Central contact assembly 312 includes a socket 332 and a crimp barrel 334. The crimp barrel 334 is crimped to the internal conductor 330 of the cable 308. The socket 332 of the center contact assembly 312 extends axially from the crimp barrel 334. The center contact assembly 312 is disposed within the dielectric 316 of the plug connector 300. Dielectric 316 includes a mating end 336 and a wire end 338. The wire end 338 is configured to receive a crimp barrel 334 formed with the central contact assembly 312. The socket 332 of the center contact assembly 312 is disposed through the mating end 336 of the dielectric 316. The mating end 336 of the socket 332 and the dielectric 316 is configured to mate with the tip 132 of the center contact assembly 112 of the cable jack connector 100.

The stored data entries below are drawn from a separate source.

//! The binary set operations: intersection and (by way of a shared finalizer) the
//! canonicalization step `invert` also leans on conceptually.
//!
//! Array∧array is fast-pathed with a two-pointer merge, since it never needs a bitset
//! scratch buffer. Every other combination, including bitset∧bitset, goes through a
//! shared bitset-AND route: both operands are materialized into (or, for an existing
//! bitset operand, borrowed as) a flat bitset, ANDed word-wise, and the result is
//! re-canonicalized into whichever encoding its cardinality now calls for.

use crate::array;
use crate::bitset;
use crate::container::RoaringContainer;
use crate::error::RoaringError;
use crate::representation::{Representation, BITSET_WORDS, HIGH_CUTOFF, LOW_CUTOFF, UNIVERSE_SIZE};
use fehler::throws;

/// Intersect `a` and `b` into `dst`. Callers (see [`RoaringContainer::intersection`])
/// have already ruled out `dst` aliasing either source.
#[throws(RoaringError)]
pub(crate) fn intersection(a: &RoaringContainer, b: &RoaringContainer, dst: &mut RoaringContainer) {
    let repr_a = a.representation();
    let repr_b = b.representation();

    if matches!(repr_a, Representation::Empty) || matches!(repr_b, Representation::Empty) {
        dst.truncate();
        return;
    }
    if matches!(repr_a, Representation::Full) {
        return dst.copy_from(b)?;
    }
    if matches!(repr_b, Representation::Full) {
        return dst.copy_from(a)?;
    }

    if let (Representation::Array(na), Representation::Array(nb)) = (repr_a, repr_b) {
        return intersect_array_array(a, na as usize, b, nb as usize, dst)?;
    }

    intersect_via_bitset(a, repr_a, b, repr_b, dst)?;
}

#[throws(RoaringError)]
fn intersect_array_array(
    a: &RoaringContainer,
    na: usize,
    b: &RoaringContainer,
    nb: usize,
    dst: &mut RoaringContainer,
) {
    let mut out = Vec::with_capacity(na.min(nb));
    let written = array::intersect_sorted(
        &a.buffer()[1..1 + na],
        &b.buffer()[1..1 + nb],
        &mut out,
    );
    if written == 0 {
        dst.truncate();
        return;
    }
    dst.grow_to_capacity(written)?;
    let buffer = dst.buffer_mut();
    buffer[0] = written as u16;
    buffer[1..1 + written].copy_from_slice(&out);
}

/// Materialize `container`'s logical contents as a standalone `BITSET_WORDS`-word bitset,
/// regardless of its actual encoding. Used as scratch, never written back in place.
fn as_bitset(container: &RoaringContainer, repr: Representation) -> Vec<u16> {
    match repr {
        Representation::Bitset => container.buffer()[1..1 + BITSET_WORDS].to_vec(),
        Representation::Array(n) => bitset::from_sorted_array(&container.buffer()[1..1 + n as usize]),
        Representation::InvertedArray(absences) => {
            let mut bits = vec![0xFFFFu16; BITSET_WORDS];
            for &absent in &container.buffer()[1..1 + absences as usize] {
                let word = (absent >> 4) as usize;
                bits[word] &= !(1u16 << (absent & 0xF));
            }
            bits
        }
        Representation::Empty | Representation::Full => {
            unreachable!("empty/full are short-circuited before reaching as_bitset")
        }
    }
}

/// Complement `src` (already known not to be `Empty`/`Full`, which `RoaringContainer::invert`
/// handles directly) into `dst`.
///
/// Always routes through a full bitset materialization rather than reusing `src`'s
/// payload in place: the array and inverted-array encodings share the same physical
/// "sorted list of u16" layout, so flipping cardinality alone would work for most
/// complements, but it breaks exactly at the Array/Bitset seam: an array at its
/// 4096-item ceiling complements to cardinality 61440, which belongs in the bitset band,
/// not the array band its payload is still shaped for. Going through a bitset scratch
/// buffer sidesteps that boundary case entirely.
#[throws(RoaringError)]
pub(crate) fn invert(src: &RoaringContainer, repr: Representation, dst: &mut RoaringContainer) {
    let mut bits = as_bitset(src, repr);
    bitset::complement_in_place(&mut bits);
    let cardinality = UNIVERSE_SIZE - src.cardinality();
    canonicalize_bitset_result(dst, &bits, cardinality)?;
}

#[throws(RoaringError)]
fn intersect_via_bitset(
    a: &RoaringContainer,
    repr_a: Representation,
    b: &RoaringContainer,
    repr_b: Representation,
    dst: &mut RoaringContainer,
) {
    let bitset_a = as_bitset(a, repr_a);
    let bitset_b = as_bitset(b, repr_b);
    let mut result = vec![0u16; BITSET_WORDS];
    let cardinality = bitset::and_into(&bitset_a, &bitset_b, &mut result);
    canonicalize_bitset_result(dst, &result, cardinality)?;
}

/// Write a freshly computed `BITSET_WORDS`-word result into `dst`, choosing whichever of
/// the three encodings its cardinality belongs in.
#[throws(RoaringError)]
fn canonicalize_bitset_result(dst: &mut RoaringContainer, result: &[u16], cardinality: u32) {
    if cardinality == 0 {
        dst.truncate();
        return;
    }
    if cardinality == UNIVERSE_SIZE {
        dst.fill();
        return;
    }
    if cardinality <= LOW_CUTOFF {
        let items = bitset::set_positions(result);
        dst.grow_to_capacity(items.len())?;
        let buffer = dst.buffer_mut();
        buffer[0] = cardinality as u16;
        buffer[1..1 + items.len()].copy_from_slice(&items);
        return;
    }
    if cardinality > HIGH_CUTOFF {
        let absences = bitset::unset_positions(result);
        dst.grow_to_capacity(absences.len())?;
        let buffer = dst.buffer_mut();
        buffer[0] = cardinality as u16;
        buffer[1..1 + absences.len()].copy_from_slice(&absences);
        return;
    }
    dst.grow_to_capacity(BITSET_WORDS)?;
    let buffer = dst.buffer_mut();
    buffer[0] = cardinality as u16;
    buffer[1..1 + BITSET_WORDS].copy_from_slice(result);
}
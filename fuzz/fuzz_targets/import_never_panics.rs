#![no_main]
use libfuzzer_sys::fuzz_target;
use roaring16::RoaringContainer;

fuzz_target!(|data: &[u8]| {
    // Arbitrary bytes must either import cleanly or come back as `RoaringError::Malformed`,
    // never a panic or an out-of-bounds read.
    let _ = RoaringContainer::import(data);
});
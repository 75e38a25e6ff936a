use roaring16::prelude::*;

fn main() {
    let evens = RoaringContainer::from_items((0u16..10_000).step_by(2)).unwrap();
    let multiples_of_seven = RoaringContainer::from_items((0u16..10_000).step_by(7)).unwrap();

    let mut both = RoaringContainer::new();
    RoaringContainer::intersection(&evens, &multiples_of_seven, &mut both).unwrap();

    println!(
        "evens: {}, multiples of 7: {}, multiples of 14: {}",
        evens.cardinality(),
        multiples_of_seven.cardinality(),
        both.cardinality(),
    );
    assert!(both.contains(14));
    assert!(!both.contains(7));
}
#![forbid(unsafe_code)]

//! `roaring16`: an adaptive 16-bit ordered integer set.
//!
//! A [`RoaringContainer`] holds a subset of `0..=65535` in whichever of three physical
//! encodings suits its current cardinality best: a sorted array of present items, a
//! dense bitset, or (once nearly full) a sorted array of the items that are *absent*.
//! The container switches encodings on its own as items are added; callers only ever
//! see the logical set.
//!
//! This is the single-container building block a full Roaring Bitmap shards a wider
//! integer universe into by high 16 bits. Building that sharding layer is out of scope
//! here, see the crate's design notes for what this crate does and doesn't cover.

pub mod array;
pub mod bitset;
mod container;
mod convert;
pub mod error;
mod inverted;
mod ops;
pub mod representation;

pub use container::RoaringContainer;
pub use error::RoaringError;

/// Re-exports the names most callers need.
pub mod prelude {
    pub use crate::container::RoaringContainer;
    pub use crate::error::RoaringError;
}

#[cfg(test)]
mod tests {
    use super::prelude::*;

    /// End-to-end smoke test exercising all three encodings, serialization, and both
    /// set operations in one pass.
    #[test]
    fn lifecycle_across_every_encoding() {
        let mut set = RoaringContainer::new();
        assert_eq!(set.cardinality(), 0);

        for item in [10u16, 20, 30] {
            assert!(set.add(item).unwrap());
        }
        assert_eq!(set.cardinality(), 3);

        // 0..4096 subsumes {10, 20, 30}, so cardinality becomes exactly 4096, still an
        // array at its upper edge.
        for item in 0u32..4096 {
            set.add(item as u16).unwrap();
        }
        assert_eq!(set.cardinality(), 4096);

        // One more item tips it into the bitset encoding.
        for item in 4096u32..61441 {
            set.add(item as u16).unwrap();
        }
        assert_eq!(set.cardinality(), 61441);

        let bytes = set.as_bytes();
        let restored = RoaringContainer::import(&bytes).unwrap();
        assert_eq!(set, restored);

        let mut complement = RoaringContainer::new();
        set.invert(&mut complement).unwrap();
        assert_eq!(complement.cardinality(), 65536 - set.cardinality());

        let mut back = RoaringContainer::new();
        complement.invert(&mut back).unwrap();
        assert_eq!(set, back);

        let probe = RoaringContainer::from_items([20u16, 500, 61440]).unwrap();
        let mut overlap = RoaringContainer::new();
        RoaringContainer::intersection(&set, &probe, &mut overlap).unwrap();
        assert!(overlap.contains(20));
        assert!(overlap.contains(61440));
    }

    #[test]
    fn malformed_import_is_an_error() {
        let err = RoaringContainer::import(&[]).unwrap_err();
        assert!(matches!(err, RoaringError::Malformed(_)));
    }
}
//! First-crossing checkpoint detection.
//!
//! A checkpoint "crosses" the first time a participant's position enters its
//! radius and was not already recorded as crossed. With no previous position
//! on record (the participant's first sample of the event), the current
//! sample alone decides the crossing rather than requiring a prior
//! outside-radius observation.

use std::collections::HashSet;

use crate::config::CheckpointConfig;
use crate::geo;
use crate::route::{PointKind, Route};

/// A participant's last known corrected position.
#[derive(Debug, Clone, Copy)]
pub struct PreviousPosition {
    pub lat: f64,
    pub lng: f64,
    pub timestamp_sec: i64,
}

/// One checkpoint entered for the first time during a `detect` call.
#[derive(Debug, Clone)]
pub struct Crossing {
    pub checkpoint_id: String,
    pub checkpoint_index: u32,
    pub pass_time_sec: i64,
}

/// Detects checkpoint crossings between a previous and current position.
///
/// `already_crossed` holds the checkpoint ids already recorded for this
/// participant; a checkpoint present there is never re-emitted.
pub fn detect(
    previous: Option<&PreviousPosition>,
    cur_lat: f64,
    cur_lng: f64,
    cur_timestamp_sec: i64,
    route: &Route,
    already_crossed: &HashSet<String>,
    config: &CheckpointConfig,
) -> Vec<Crossing> {
    let mut crossings = Vec::new();

    let mut checkpoints: Vec<_> = route
        .points
        .iter()
        .filter(|p| matches!(p.kind, PointKind::Start | PointKind::Checkpoint | PointKind::Finish))
        .collect();
    checkpoints.sort_by_key(|p| p.checkpoint_index.unwrap_or(u32::MAX));

    for cp in checkpoints {
        let (Some(cp_id), Some(cp_index)) = (cp.checkpoint_id.as_ref(), cp.checkpoint_index) else {
            continue;
        };

        if already_crossed.contains(cp_id) {
            continue;
        }

        let dist_cur = geo::distance(cur_lat, cur_lng, cp.point.lat, cp.point.lng);
        if dist_cur > config.radius_m {
            continue;
        }

        let was_outside = match previous {
            None => true,
            Some(prev) => geo::distance(prev.lat, prev.lng, cp.point.lat, cp.point.lng) > config.radius_m,
        };

        if was_outside {
            crossings.push(Crossing {
                checkpoint_id: cp_id.clone(),
                checkpoint_index: cp_index,
                pass_time_sec: cur_timestamp_sec,
            });
        }
    }

    crossings
}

  The outer contact assembly 314 includes a cable receiver 346 and a cable retainer 348. Cable receiver 346 and cable retainer 348 are similar to cable receiver 146 and cable retainer 148, respectively, including features and assembly methods. Cable receptacle 346 and cable retainer 348 are formed from stamped and bent members. Cable receptacle 346 is configured to receive coaxial cable 308. Cable retainer 348 mates with cable receptacle 346 to hold coaxial cable 308 to cable retainer 348. The cable retainer 348 includes at least one cable holding contact (not shown) similar to the cable holding contact 204. The cable retention contact passes through the jacket and engages the cable braid of the coaxial cable 308. At least one cable retention contact may penetrate the cable dielectric of the cable 308. The cable holding contact is electrically connected to the external contact assembly 314 through a braid of the coaxial cable 308. Cable receiver 346 includes an external contact 350. External contact 350 includes a mating end 352 and a wire end 354. The fitting end 352 of the external contact 350 is configured to be fitted with the external contact 150 of the cable jack connector 100.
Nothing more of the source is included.